The limitations of this study primarily stem from the spatial constraints of the data. Given Brazil’s vast geographic size, COVID-19 exhibited different behaviours across various regions of the country. Consequently, we believe it is not feasible to generalise conclusions from an analysis encompassing the entire country. Therefore, we selected São Paulo, a state that proportionally represents the country’s population. São Paulo is the most populous state in Brazil [41], with it being the largest metropolis in South America and having significant national and international tourist flows. Initially, selecting just one state may seem unrepresentative, but the dynamic movement of people into, out of, and within São Paulo, especially in its capital, provides a unique scenario for examining possible interactions between different COVID-19 strains and variants. Another limitation pertains to the number of association rules generated for both groups based on the chosen parameters, particularly in 2021. For effective visualisation and comprehension, we selected a reduced number of rules.

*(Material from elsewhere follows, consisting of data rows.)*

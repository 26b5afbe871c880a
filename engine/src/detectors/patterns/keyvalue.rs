//! Key/value pairs, regardless of the markup used to present them.

use hashbrown::HashSet;
use lazy_regex::{regex_captures, regex_is_match};
use scraper::{ElementRef, Node};

use crate::{
    EngineConfig,
    document::{Document, find_descendants, stripped_text},
    textutil::char_len,
};

/// Elements that commonly carry a "Label:" text.
const LABEL_ELEMENTS: &[&str] = &["strong", "b", "span", "label", "dt", "th"];
/// Elements whose whole text may read "Key: Value" or "Key - Value".
const LINE_ELEMENTS: &[&str] = &["p", "div", "li", "span"];
const MIN_LINE_LEN: usize = 4;
const MAX_LINE_LEN: usize = 200;

#[derive(Clone, Debug, Eq, Hash, PartialEq)]
pub struct KeyValue {
    pub key: String,
    pub value: String,
}

/// Collects unique pairs in the order they are first found. Each source of
/// pairs is scanned in turn:
/// 1. definition lists, `dt` and `dd` paired by position;
/// 2. table rows with at least two cells;
/// 3. short elements ending in `:` or `=` and the text that follows them;
/// 4. `div`s with exactly two children, one of which looks like a label;
/// 5. single-line "Key: Value" and "Key - Value" texts.
pub fn find_pairs(doc: &Document, cfg: &EngineConfig) -> Vec<KeyValue> {
    let mut pairs = Vec::new();
    definition_lists(doc, &mut pairs);
    table_rows(doc, &mut pairs);
    labelled_elements(doc, cfg, &mut pairs);
    two_child_divs(doc, cfg, &mut pairs);
    labelled_lines(doc, cfg, &mut pairs);

    let mut seen = HashSet::new();
    pairs.retain(|pair| seen.insert(pair.clone()));
    pairs
}

fn push_pair(pairs: &mut Vec<KeyValue>, key: &str, value: &str) {
    pairs.push(KeyValue {
        key: key.to_string(),
        value: value.to_string(),
    });
}

fn definition_lists(doc: &Document, pairs: &mut Vec<KeyValue>) {
    for dl in doc.elements_named(&["dl"]) {
        let dds: Vec<ElementRef> = find_descendants(dl, &["dd"]).collect();
        for (dt, dd) in find_descendants(dl, &["dt"]).zip(dds) {
            let key = stripped_text(dt);
            let value = stripped_text(dd);
            if !key.is_empty() && !value.is_empty() {
                push_pair(pairs, &key, &value);
            }
        }
    }
}

fn table_rows(doc: &Document, pairs: &mut Vec<KeyValue>) {
    for table in doc.elements_named(&["table"]) {
        for tr in find_descendants(table, &["tr"]) {
            let mut cells = find_descendants(tr, &["th", "td"]);
            let (Some(first), Some(second)) = (cells.next(), cells.next()) else {
                continue;
            };
            let key = stripped_text(first);
            let value = stripped_text(second);
            if !key.is_empty() && !value.is_empty() {
                push_pair(pairs, &key, &value);
            }
        }
    }
}

fn is_label(text: &str) -> bool {
    text.ends_with(':') || text.ends_with('=')
}

fn labelled_elements(doc: &Document, cfg: &EngineConfig, pairs: &mut Vec<KeyValue>) {
    for &name in LABEL_ELEMENTS {
        for tag in doc.elements_named(&[name]) {
            let text = stripped_text(tag);
            if text.is_empty() || char_len(&text) > cfg.max_label_len || !is_label(&text) {
                continue;
            }
            let key = text.trim_end_matches([':', '=']);

            if let Some(sibling) = tag.next_siblings().find_map(ElementRef::wrap) {
                let value = stripped_text(sibling);
                if !value.is_empty() && !is_label(&value) {
                    push_pair(pairs, key, &value);
                }
            } else if let Some(Node::Text(next)) = tag.next_sibling().map(|n| n.value()) {
                let value = next.trim();
                if !value.is_empty() {
                    push_pair(pairs, key, value);
                }
            } else if let Some(after_parent) = tag.parent().and_then(|p| p.next_sibling()) {
                let value = match after_parent.value() {
                    Node::Text(text) => text.trim().to_string(),
                    Node::Element(_) => ElementRef::wrap(after_parent)
                        .map(stripped_text)
                        .unwrap_or_default(),
                    _ => String::new(),
                };
                if !value.is_empty() && !is_label(&value) {
                    push_pair(pairs, key, &value);
                }
            }
        }
    }
}

/// Text of a child node, or `None` for nodes that carry no text of their own
/// (comments, blank text).
fn child_text(node: &Node, el: Option<ElementRef<'_>>) -> Option<String> {
    match node {
        Node::Text(text) if !text.trim().is_empty() => Some(text.trim().to_string()),
        Node::Element(_) => el.map(stripped_text),
        _ => None,
    }
}

fn two_child_divs(doc: &Document, cfg: &EngineConfig, pairs: &mut Vec<KeyValue>) {
    for div in doc.elements_named(&["div"]) {
        let texts: Vec<String> = div
            .children()
            .filter_map(|child| child_text(child.value(), ElementRef::wrap(child)))
            .collect();
        let [first, second] = texts.as_slice() else {
            continue;
        };
        if first.is_empty() || second.is_empty() {
            continue;
        }

        if char_len(first) < cfg.max_label_len && first.ends_with(':') {
            push_pair(pairs, first.trim_end_matches(':'), second);
        } else if regex_is_match!(r"\d", second) || regex_is_match!(r"(kr|m²|kvm|sqft|\$|€)", second)
        {
            push_pair(pairs, first, second);
        }
    }
}

fn labelled_lines(doc: &Document, cfg: &EngineConfig, pairs: &mut Vec<KeyValue>) {
    for el in doc.elements_named(LINE_ELEMENTS) {
        let text = stripped_text(el);
        let len = char_len(&text);
        if !(MIN_LINE_LEN..=MAX_LINE_LEN).contains(&len) {
            continue;
        }

        let colon = regex_captures!(r"^([^:]+):\s*(.*?)(?:\s*\||$)", &text);
        let dash = regex_captures!(r"^([^-]+)\s*-\s*(.*?)(?:\s*\||$)", &text);
        for (_, key, value) in [colon, dash].into_iter().flatten() {
            let key = key.trim();
            let value = value.trim();
            if !key.is_empty() && !value.is_empty() && char_len(key) < cfg.max_label_len {
                push_pair(pairs, key, value);
            }
        }
    }
}

#[cfg(test)]
mod tests {
    use googletest::prelude::*;
    use testutils::page;

    use super::*;

    fn pairs(body: &str) -> Vec<(String, String)> {
        let doc = Document::parse(&page(body)).expect("parses");
        find_pairs(&doc, &EngineConfig::default())
            .into_iter()
            .map(|kv| (kv.key, kv.value))
            .collect()
    }

    fn kv(key: &str, value: &str) -> (String, String) {
        (key.to_string(), value.to_string())
    }

    #[gtest]
    fn definition_list_pairs_by_position() {
        let got = pairs(
            "<dl><dt>Boligtype</dt><dd>Leilighet</dd><dt>Rom</dt><dd>3</dd><dt>Orphan</dt></dl>",
        );
        expect_that!(
            got,
            elements_are![eq(&kv("Boligtype", "Leilighet")), eq(&kv("Rom", "3"))]
        );
    }

    #[gtest]
    fn two_cell_table_rows() {
        let got = pairs(
            "<table><tr><th>Areal</th><td>54 m²</td></tr><tr><td>lonely</td></tr></table>",
        );
        expect_that!(got, elements_are![eq(&kv("Areal", "54 m²"))]);
    }

    #[gtest]
    fn label_followed_by_sibling_or_text() {
        let got = pairs(
            "<section><strong>Byggeår:</strong><em>1999</em></section>\
             <section><label>Etasje=</label> 4 </section>",
        );
        expect_that!(
            got,
            elements_are![eq(&kv("Byggeår", "1999")), eq(&kv("Etasje", "4"))]
        );
    }

    #[gtest]
    fn label_value_after_parent() {
        let got = pairs("<section><h4><b>Eierform:</b></h4><i>Selveier</i></section>");
        expect_that!(got, elements_are![eq(&kv("Eierform", "Selveier"))]);
    }

    #[gtest]
    fn label_followed_by_another_label_is_skipped() {
        let got = pairs("<section><b>First:</b><i>Second:</i></section>");
        expect_that!(got, is_empty());
    }

    #[gtest]
    fn two_child_div_with_label_or_numeric_value() {
        let got = pairs(
            "<div><em>Tomt:</em><em>Eiet</em></div>\
             <div><em>Soverom</em><em>2</em></div>\
             <div><em>Plain</em><em>words</em></div>",
        );
        expect_that!(
            got,
            elements_are![eq(&kv("Tomt", "Eiet")), eq(&kv("Soverom", "2"))]
        );
    }

    #[gtest]
    fn single_line_patterns_and_dedup() {
        let got = pairs("<p>Energimerking: C | oppvarming</p><p>Energimerking: C</p><li>Tomt - Eiet</li>");
        expect_that!(
            got,
            elements_are![eq(&kv("Energimerking", "C")), eq(&kv("Tomt", "Eiet"))]
        );
    }
}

Nonetheless, the selected rules were the most frequent in both sets, enabling us to analyse the most apparent behaviours.

5. Conclusions

In this study, the use of the Apriori algorithm, an association rule mining technique, was proposed to investigate and analyse similarities between COVID-19 and unspecified SARS symptom rules.

Our first finding involved the occurrence of moderate COVID-19 symptoms in individuals with unspecified SARS, notably dyspnoea (shortness of breath), which appeared in cases of COVID-19 at similar rates as in individuals with unspecified SARS. In addition, gastrointestinal symptoms, such as vomiting and diarrhoea, together with flu-like symptoms, which are frequently linked to mild COVID-19 cases, are also present in unspecified SARS individuals; loss of smell and taste, specific symptoms of COVID-19, was present in unspecified SARS, being diagnosed at similar rates to COVID-19. In addition, we noted that most of the present symptom categories, respiratory symptoms, and gastrointestinal symptoms, were prevalent symptoms of the variants in circulation during the study period.

Analysing the association rules, a strong indication of similarity was found in that both COVID-19 and the unspecified SARS rule’s consequent are predominantly the same symptom, cough. Furthermore, unspecified SARS rules shorten the combination of respiratory, gastrointestinal, and flu-like symptoms, with the last two groups of symptoms being linked to mild cases. Unspecified rules can be decomposed into COVID-19 rules, differing by exchanging one symptom from another in the category, such as changing vomiting for diarrhoea, for example, making the set of unspecified rules a subset of COVID-19 rules. Another important finding was the consistent presence of COVID-19 rules among the unspecified SARS cases during the entire analysed period, as lineages and COVID-19 variants overlapped during 2020 and 2021. Moreover, in the first two years of the pandemic, Brazil experienced a lack of correct health supplies, especially RT-PCR tests and COVID-19 diagnosis laboratory examinations. In addition, from the analysed data, it is possible to deduce that there was no significant circulation of other respiratory viruses or etiological agents that caused SARS.

By analysing the findings in the face of the health situation in these periods, we conjecture a scenario where mild cases were directed to the health system but not properly diagnosed, and due to similar symptoms to those of SARS-CoV-2, such cases were labelled as unspecified SARS.

Consequently, this scenario leads us to surmise that a considerable proportion of individuals categorised as having unspecified SARS could be infected with SARS-CoV-2. Thus, to improve this type of investigation, it is important to consider techniques that seek to improve performance while considering the issue of possible mislabelling. As an improvement to this study, a machine learning technique such as weak labelling [42] should be considered.